In this study, the effects of daily supplementation with ALA derived from flaxseed oil on concentrations of plasma LDL cholesterol, HDL cholesterol, intermediate density lipoprotein cholesterol, and lipid particle sizes was assessed. Fifty-six participants were given 3 g/d of ALA from flaxseed oil in capsules (n = 31) or olive oil containing placebo capsules (n = 25) for 26 wk. This study - the FORCE trial (Flaxseed Oil to Reduce Intermediate Cardiac Endpoints) utilized a randomized placebo-controlled study design to analyze the effect of ALA on plasma lipoprotein subfractions. The study population was predominantly African American patients with multiple chronic diseases.

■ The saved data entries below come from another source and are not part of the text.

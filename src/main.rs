use anyhow::{Context, Result};

use netmon::cli::build_cli;
use netmon::core::config::AppConfig;

#[tokio::main]
async fn main() -> Result<()> {
    let matches = build_cli().get_matches();

    // global args are visible from both levels; prefer the subcommand's view
    let (command, args) = match matches.subcommand() {
        Some((name, sub)) => (name, sub),
        None => ("serve", &matches),
    };

    let config = AppConfig::from_matches(args).context("Invalid configuration")?;
    netmon::init_logging(config.log_level);

    match command {
        "check" => netmon::commands::check(config, args.get_flag("json")).await,
        _ => netmon::commands::serve(config).await,
    }
}
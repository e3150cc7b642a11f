//! In-process WebSocket server and todo notification types for tests.

#![allow(dead_code)]

use std::net::{SocketAddr, TcpListener as StdTcpListener};
use std::sync::Arc;
use std::sync::atomic::{AtomicUsize, Ordering};
use std::time::Duration;

use futures_util::{SinkExt, StreamExt};
use serde::{Deserialize, Serialize};
use tokio::net::{TcpListener, TcpStream};
use tokio::runtime::Runtime;
use tokio::sync::broadcast;
use tokio_tungstenite::tungstenite::Message;
use tokio_tungstenite::tungstenite::handshake::server::{ErrorResponse, Request, Response};
use tracing_subscriber::EnvFilter;
use wsnotify_client::ClientConfig;

pub fn init_tracing() {
    let _ = tracing_subscriber::fmt()
        .with_env_filter(EnvFilter::from_default_env())
        .with_test_writer()
        .try_init();
}

#[derive(Debug, Clone, PartialEq, Serialize, Deserialize)]
pub struct TodoData {
    pub id: u64,
    pub text: String,
    pub completed: bool,
}

/// Notifications pushed by the todo service.
#[derive(Debug, Clone, PartialEq, Serialize, Deserialize)]
#[serde(tag = "type", content = "data", rename_all = "snake_case")]
pub enum TodoNotification {
    NewTodo(TodoData),
}

impl TodoNotification {
    pub fn id(&self) -> u64 {
        match self {
            Self::NewTodo(data) => data.id,
        }
    }
}

pub fn new_todo(id: u64) -> String {
    serde_json::to_string(&TodoNotification::NewTodo(TodoData {
        id,
        text: format!("todo {id}"),
        completed: false,
    }))
    .unwrap()
}

pub fn config_for(uri: impl Into<String>) -> ClientConfig {
    ClientConfig::new(uri)
        .with_connect_timeout(Duration::from_secs(2))
        .with_close_timeout(Duration::from_millis(500))
        .with_reconnect(3, Duration::from_millis(50))
}

#[derive(Debug, Clone)]
enum Outbound {
    Text(String),
    Close,
}

/// A WebSocket server that broadcasts whatever the test tells it to.
pub struct TestServer {
    addr: SocketAddr,
    outbound: broadcast::Sender<Outbound>,
    handshakes: Arc<AtomicUsize>,
    live: Arc<AtomicUsize>,
    runtime: Runtime,
}

impl TestServer {
    pub fn start() -> Self {
        let runtime = tokio::runtime::Builder::new_multi_thread()
            .worker_threads(2)
            .enable_all()
            .build()
            .unwrap();
        let listener = runtime.block_on(TcpListener::bind("127.0.0.1:0")).unwrap();
        let addr = listener.local_addr().unwrap();
        let (outbound, _) = broadcast::channel(1024);
        let handshakes = Arc::new(AtomicUsize::new(0));
        let live = Arc::new(AtomicUsize::new(0));

        runtime.spawn(accept_loop(
            listener,
            outbound.clone(),
            Arc::clone(&handshakes),
            Arc::clone(&live),
        ));

        Self {
            addr,
            outbound,
            handshakes,
            live,
            runtime,
        }
    }

    pub fn uri(&self) -> String {
        format!("ws://{}/ws", self.addr)
    }

    pub fn send_text(&self, text: impl Into<String>) {
        let _ = self.outbound.send(Outbound::Text(text.into()));
    }

    /// Close every connection from the server side.
    pub fn close_all(&self) {
        let _ = self.outbound.send(Outbound::Close);
    }

    pub fn handshakes(&self) -> usize {
        self.handshakes.load(Ordering::SeqCst)
    }

    pub fn live_connections(&self) -> usize {
        self.live.load(Ordering::SeqCst)
    }
}

async fn accept_loop(
    listener: TcpListener,
    outbound: broadcast::Sender<Outbound>,
    handshakes: Arc<AtomicUsize>,
    live: Arc<AtomicUsize>,
) {
    while let Ok((stream, _)) = listener.accept().await {
        // Subscribe before the handshake so nothing sent after `connect`
        // returns can be missed.
        let rx = outbound.subscribe();
        let handshakes = Arc::clone(&handshakes);
        let live = Arc::clone(&live);
        tokio::spawn(async move {
            if let Err(e) = serve(stream, rx, &handshakes, &live).await {
                tracing::debug!("test connection ended: {}", e);
            }
        });
    }
}

async fn serve(
    stream: TcpStream,
    mut rx: broadcast::Receiver<Outbound>,
    handshakes: &AtomicUsize,
    live: &AtomicUsize,
) -> anyhow::Result<()> {
    // Counted before the upgrade response goes out, so a client whose
    // `connect` returned is always visible in the counters.
    let count = |_req: &Request, resp: Response| -> Result<Response, ErrorResponse> {
        handshakes.fetch_add(1, Ordering::SeqCst);
        live.fetch_add(1, Ordering::SeqCst);
        Ok(resp)
    };
    let ws = tokio_tungstenite::accept_hdr_async(stream, count).await?;
    let (mut sink, mut stream) = ws.split();

    let result = async {
        loop {
            tokio::select! {
                out = rx.recv() => match out {
                    Ok(Outbound::Text(text)) => sink.send(Message::Text(text.into())).await?,
                    Ok(Outbound::Close) => sink.send(Message::Close(None)).await?,
                    Err(broadcast::error::RecvError::Lagged(_)) => continue,
                    Err(broadcast::error::RecvError::Closed) => break,
                },
                incoming = stream.next() => match incoming {
                    Some(Ok(_)) => {}
                    Some(Err(_)) | None => break,
                },
            }
        }
        Ok::<_, anyhow::Error>(())
    }
    .await;

    live.fetch_sub(1, Ordering::SeqCst);
    result
}

/// An endpoint that accepts TCP connections but never answers the upgrade.
pub struct SilentEndpoint {
    listener: StdTcpListener,
}

impl SilentEndpoint {
    pub fn bind() -> Self {
        Self {
            listener: StdTcpListener::bind("127.0.0.1:0").unwrap(),
        }
    }

    pub fn uri(&self) -> String {
        format!("ws://{}/ws", self.listener.local_addr().unwrap())
    }
}

/// A URI on which nothing is listening.
pub fn refused_uri() -> String {
    let listener = StdTcpListener::bind("127.0.0.1:0").unwrap();
    let addr = listener.local_addr().unwrap();
    drop(listener);
    format!("ws://{addr}/ws")
}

Changes in plasma HDL cholesterol, LDL cholesterol, and triglyceride concentrations did not differ between the 2 groups at 26 wk. The adjusted plasma total cholesterol concentration at 26 wk was 0.45 mmol/L higher in the flaxseed oil group (5.43 ± 0.03 mmol/L) compared with the olive oil group (5.17 ± 0.07 mmol/L. ALA did not affect LDL, HDL, or IDL particle size; however, the concentrations of the large, less atherogenic LDL1 and LDL2 subfractions tended to be greater in the ALA group.
There was an unexpected increase in total cholesterol in the ALA group compared with the olive oil group at 26 wk. The increase in total cholesterol might have resulted from the increase in the less atherogenic LDL subfractions (LDL1, LDL2). There was also a trend at 26 wk for an increase in the larger, less atherogenic LDL subfractions, LDL1 (P ¼ 0.058) and LDL2 (P ¼ 0.083), in the ALA group compared with the olive oil group.
The mechanism for the ability of ALA to decrease CVD risk does not appear to be due to an alteration in lipoprotein particle size or plasma lipoprotein concentrations. The findings from the FORCE trial suggests that ALA itself may either have intrinsic cardioprotective benefits and/or the in vivo conversions of ALA to EPA or DHA, which are known cardioprotective fatty acids, are responsible for the cardiac benefit seen in observational and clinic trials with ALA. More research is needed to clarify the mechanism for the cardioprotective effects of ALA.